- [What is expected]
Check each line of the data below for the string "format", then report how many lines have it and nothing else.

[Items from a dataset]

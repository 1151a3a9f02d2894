//! Client address resolution behind reverse proxies.
//!
//! The candidate list is the socket peer followed by the `X-Forwarded-For`
//! entries read right to left. With `n` trusted hops the client is the entry
//! at index `n`, or the furthest one when the chain is shorter.

use axum::{
    extract::{ConnectInfo, Request, State},
    http::HeaderMap,
    middleware::Next,
    response::Response,
};
use std::net::{IpAddr, SocketAddr};

/// Resolved client address, stored in request extensions.
#[derive(Debug, Clone, Copy, PartialEq, Eq)]
pub struct ClientIp(pub IpAddr);

/// Number of reverse proxies in front of the service whose headers are trusted.
#[derive(Debug, Clone, Copy)]
pub struct TrustedProxyHops(pub usize);

/// Picks the client address from the peer and the forwarding chain.
///
/// Entries that do not parse as an IP end the chain.
pub fn resolve_client_ip(headers: &HeaderMap, peer: Option<IpAddr>, hops: usize) -> Option<IpAddr> {
    let peer = peer?;

    let forwarded: Vec<IpAddr> = headers
        .get_all("x-forwarded-for")
        .iter()
        .filter_map(|value| value.to_str().ok())
        .flat_map(|value| value.split(','))
        .map(str::trim)
        .filter(|entry| !entry.is_empty())
        .collect::<Vec<_>>()
        .into_iter()
        .rev()
        .map_while(|entry| entry.parse::<IpAddr>().ok())
        .collect();

    let chain: Vec<IpAddr> = std::iter::once(peer).chain(forwarded).collect();
    let index = hops.min(chain.len() - 1);

    Some(chain[index])
}

/// Middleware that resolves the client address once per request.
pub async fn client_ip_middleware(
    State(TrustedProxyHops(hops)): State<TrustedProxyHops>,
    mut request: Request,
    next: Next,
) -> Response {
    let peer = request
        .extensions()
        .get::<ConnectInfo<SocketAddr>>()
        .map(|ConnectInfo(addr)| addr.ip());

    if let Some(ip) = resolve_client_ip(request.headers(), peer, hops) {
        request.extensions_mut().insert(ClientIp(ip));
    }

    next.run(request).await
}
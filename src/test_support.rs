// In-memory word store for handler and router tests

use std::sync::atomic::{AtomicBool, Ordering};
use std::sync::Mutex;

use crate::db::{random_offset, WordStore};
use crate::error::{ApiError, ApiResult};

pub struct MemoryStore {
    words: Vec<(String, bool)>,
    lookups: Mutex<Vec<String>>,
    closed: AtomicBool,
}

impl MemoryStore {
    pub fn new(words: &[(&str, bool)]) -> Self {
        let mut words: Vec<(String, bool)> = words
            .iter()
            .map(|(word, winning)| (word.to_string(), *winning))
            .collect();
        words.sort();

        Self {
            words,
            lookups: Mutex::new(Vec::new()),
            closed: AtomicBool::new(false),
        }
    }

    pub fn lookups(&self) -> Vec<String> {
        self.lookups.lock().unwrap().clone()
    }

    pub fn is_closed(&self) -> bool {
        self.closed.load(Ordering::SeqCst)
    }
}

impl WordStore for MemoryStore {
    async fn random_word(&self) -> ApiResult<String> {
        let winning: Vec<&String> = self
            .words
            .iter()
            .filter(|(_, winning)| *winning)
            .map(|(word, _)| word)
            .collect();

        let offset = random_offset(winning.len() as i64, &mut rand::thread_rng())
            .ok_or_else(|| ApiError::Internal(anyhow::anyhow!("No winning words available")))?;

        Ok(winning[offset as usize].clone())
    }

    async fn word_exists(&self, word: &str) -> ApiResult<bool> {
        self.lookups.lock().unwrap().push(word.to_string());
        Ok(self.words.iter().any(|(candidate, _)| candidate == word))
    }

    async fn close(&self) {
        self.closed.store(true, Ordering::SeqCst);
    }
}
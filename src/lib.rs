// Library root for the word game API

pub mod client_ip;
pub mod config;
pub mod db;
pub mod error;
pub mod handlers;
pub mod middleware;
pub mod models;
pub mod rate_limit;
pub mod server;

#[cfg(test)]
pub(crate) mod test_support;

// Re-export commonly used types
pub use db::{Database, WordStore};
pub use error::{ApiError, ApiResult};
pub use models::{CheckWordRequest, CheckWordResponse, RandomWordResponse};
use crate::config::DatabaseConfig;
use crate::error::{ApiError, ApiResult};
use deadpool_postgres::{Config, ManagerConfig, Object, Pool, PoolConfig, RecyclingMethod, Runtime};
use native_tls::TlsConnector;
use postgres_native_tls::MakeTlsConnector;
use rand::Rng;
use std::future::Future;
use std::sync::atomic::{AtomicI64, Ordering};
use std::sync::Arc;
use std::time::Duration;
use tracing::{error, info, warn};

/// Read-only access to the `words(word text, winning boolean)` table.
///
/// HTTP handlers are generic over this trait; production uses [`Database`].
#[trait_variant::make(WordStore: Send)]
pub trait LocalWordStore {
    /// A word drawn uniformly from the rows marked `winning`.
    async fn random_word(&self) -> ApiResult<String>;

    /// Exact, case-sensitive match against the dictionary.
    async fn word_exists(&self, word: &str) -> ApiResult<bool>;

    /// Releases the underlying connections. Called once the server has drained.
    async fn close(&self);
}

/// PostgreSQL への接続プールを握るリポジトリ層。
/// 起動時に一度だけ構築し、`Arc` でハンドラに共有する。
#[derive(Clone)]
pub struct Database {
    pool: Pool,
    winning_count: Arc<WinningCountCache>,
}

/// 当選語の件数キャッシュ。0 は「未取得」を兼ねるので、
/// 空のテーブルを数えた結果は保持せず次回に数え直す。
#[derive(Debug, Default)]
pub struct WinningCountCache(AtomicI64);

impl WinningCountCache {
    pub async fn get_or_fetch<F, Fut>(&self, fetch: F) -> ApiResult<i64>
    where
        F: FnOnce() -> Fut,
        Fut: Future<Output = ApiResult<i64>>,
    {
        let cached = self.0.load(Ordering::Acquire);
        if cached > 0 {
            return Ok(cached);
        }

        let count = fetch().await?;
        if count > 0 {
            self.0.store(count, Ordering::Release);
            info!("Cached winning word count: {}", count);
        }
        Ok(count)
    }
}

/// Tick of the idle reaper; half the idle timeout so a connection is
/// never kept much past its limit.
fn reaper_period(idle_timeout: Duration) -> Duration {
    (idle_timeout / 2).max(Duration::from_millis(1))
}

impl Database {
    /// 接続プールを構築し、疎通確認を行う。
    /// 疎通に失敗しても起動は続行し、リクエスト単位で 500 を返す。
    pub async fn new(config: DatabaseConfig) -> Result<Self, ApiError> {
        info!(
            "Creating PostgreSQL connection pool (max {} connections)",
            config.max_connections
        );

        let idle_timeout = config.idle_timeout;
        let pool = Self::create_pool(config)?;

        let db = Database {
            pool,
            winning_count: Arc::new(WinningCountCache::default()),
        };

        if let Err(e) = db.test_connection().await {
            warn!("Database is not reachable yet, continuing startup: {}", e);
        }

        db.spawn_idle_reaper(idle_timeout);

        Ok(db)
    }

    /// Deadpool 用の `Config` を URL から組み立てる。
    /// SSL モードは URL の `sslmode` パラメータに従う。
    fn create_pool(config: DatabaseConfig) -> Result<Pool, ApiError> {
        let mut pg_config = Config::new();
        pg_config.url = Some(config.url);

        pg_config.manager = Some(ManagerConfig {
            recycling_method: RecyclingMethod::Fast,
        });

        let mut pool_config = PoolConfig::new(config.max_connections);
        pool_config.timeouts.wait = Some(config.connection_timeout);
        pool_config.timeouts.create = Some(config.connection_timeout);
        pg_config.pool = Some(pool_config);

        let tls_connector = TlsConnector::builder()
            .build()
            .map_err(|e| {
                error!("Failed to create TLS connector: {}", e);
                ApiError::Configuration(format!("TLS connector creation failed: {}", e))
            })?;
        let tls = MakeTlsConnector::new(tls_connector);

        pg_config.create_pool(Some(Runtime::Tokio1), tls)
            .map_err(|e| {
                error!("Failed to create connection pool: {}", e);
                ApiError::Configuration(format!("Connection pool creation failed: {}", e))
            })
    }

    /// Evicts pooled connections that have been idle longer than `idle_timeout`.
    /// The task ends on its own once the pool is closed.
    fn spawn_idle_reaper(&self, idle_timeout: Duration) {
        let pool = self.pool.clone();

        tokio::spawn(async move {
            let mut ticker = tokio::time::interval(reaper_period(idle_timeout));
            loop {
                ticker.tick().await;
                if pool.is_closed() {
                    break;
                }
                pool.retain(|_, metrics| metrics.last_used() < idle_timeout);
            }
        });
    }

    /// プールから接続を借りる小さなラッパー。
    async fn get_connection(&self) -> Result<Object, ApiError> {
        self.pool.get().await.map_err(ApiError::from)
    }

    /// `SELECT 1` で疎通確認する。
    pub async fn test_connection(&self) -> Result<(), ApiError> {
        let client = self.get_connection().await?;

        client.execute("SELECT 1", &[])
            .await
            .map_err(ApiError::from)?;

        info!("Database connection established");
        Ok(())
    }

    /// 当選語の件数。1 件以上あればプロセス内でキャッシュする。
    async fn winning_words_count(&self) -> Result<i64, ApiError> {
        self.winning_count
            .get_or_fetch(|| async {
                let client = self.get_connection().await?;
                let row = client
                    .query_one("SELECT COUNT(*) FROM words WHERE winning = true", &[])
                    .await
                    .map_err(ApiError::from)?;
                Ok::<i64, ApiError>(row.get(0))
            })
            .await
    }

    /// 当選語から一様に 1 件選ぶ。
    /// `ORDER BY word` で並びを固定し、その上でランダムなオフセットを引く。
    pub async fn get_random_word(&self) -> Result<String, ApiError> {
        let count = self.winning_words_count().await?;
        let offset = random_offset(count, &mut rand::thread_rng())
            .ok_or_else(|| ApiError::Internal(anyhow::anyhow!("No winning words available")))?;

        let client = self.get_connection().await?;
        let query = "SELECT word FROM words WHERE winning = true ORDER BY word OFFSET $1 LIMIT 1";

        let row = client.query_opt(query, &[&offset])
            .await
            .map_err(ApiError::from)?;

        match row {
            Some(row) => Ok(row.get(0)),
            None => Err(ApiError::query(format!(
                "No winning word at offset {} (cached count {})",
                offset, count
            ))),
        }
    }

    /// 完全一致で単語の存在を確認する。正規化は呼び出し側の責務。
    pub async fn check_word(&self, word: &str) -> Result<bool, ApiError> {
        let client = self.get_connection().await?;
        let query = "SELECT EXISTS (SELECT 1 FROM words WHERE word = $1)";

        let row = client.query_one(query, &[&word])
            .await
            .map_err(ApiError::from)?;

        Ok(row.get(0))
    }

    /// Closes the pool. Safe to call more than once.
    pub fn close_pool(&self) {
        if self.pool.is_closed() {
            return;
        }

        self.pool.close();
        info!("Database connection closed");
    }
}

impl WordStore for Database {
    async fn random_word(&self) -> ApiResult<String> {
        self.get_random_word().await
    }

    async fn word_exists(&self, word: &str) -> ApiResult<bool> {
        self.check_word(word).await
    }

    async fn close(&self) {
        self.close_pool();
    }
}

/// Uniform offset in `[0, count)`, or `None` when there is nothing to pick.
pub fn random_offset<R: Rng>(count: i64, rng: &mut R) -> Option<i64> {
    (count > 0).then(|| rng.gen_range(0..count))
}
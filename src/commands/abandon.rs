//! Abandon the release in progress

use crate::commands::release::{load_config, open_repository};
use crate::core::error::ShipResult;
use crate::feed::publish::CommandPublisher;
use crate::release::ReleaseSession;
use crate::release::decision::ConsoleDecider;
use crate::release::upload::HttpProbe;
use std::path::PathBuf;

/// Run the abandon command
pub fn run_abandon(dir: Option<PathBuf>) -> ShipResult<()> {
  let config = load_config(dir, None, None)?;
  let scm = open_repository(&config)?;
  let publisher = CommandPublisher::new(config.publish_tool.clone(), config.base_dir.clone());
  let probe = HttpProbe::new()?;
  let mut decider = ConsoleDecider::stdin();

  let mut session = ReleaseSession::new(&config, &scm, &publisher, &probe, &mut decider)?;
  session.abandon()
}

- [Expected answer]
3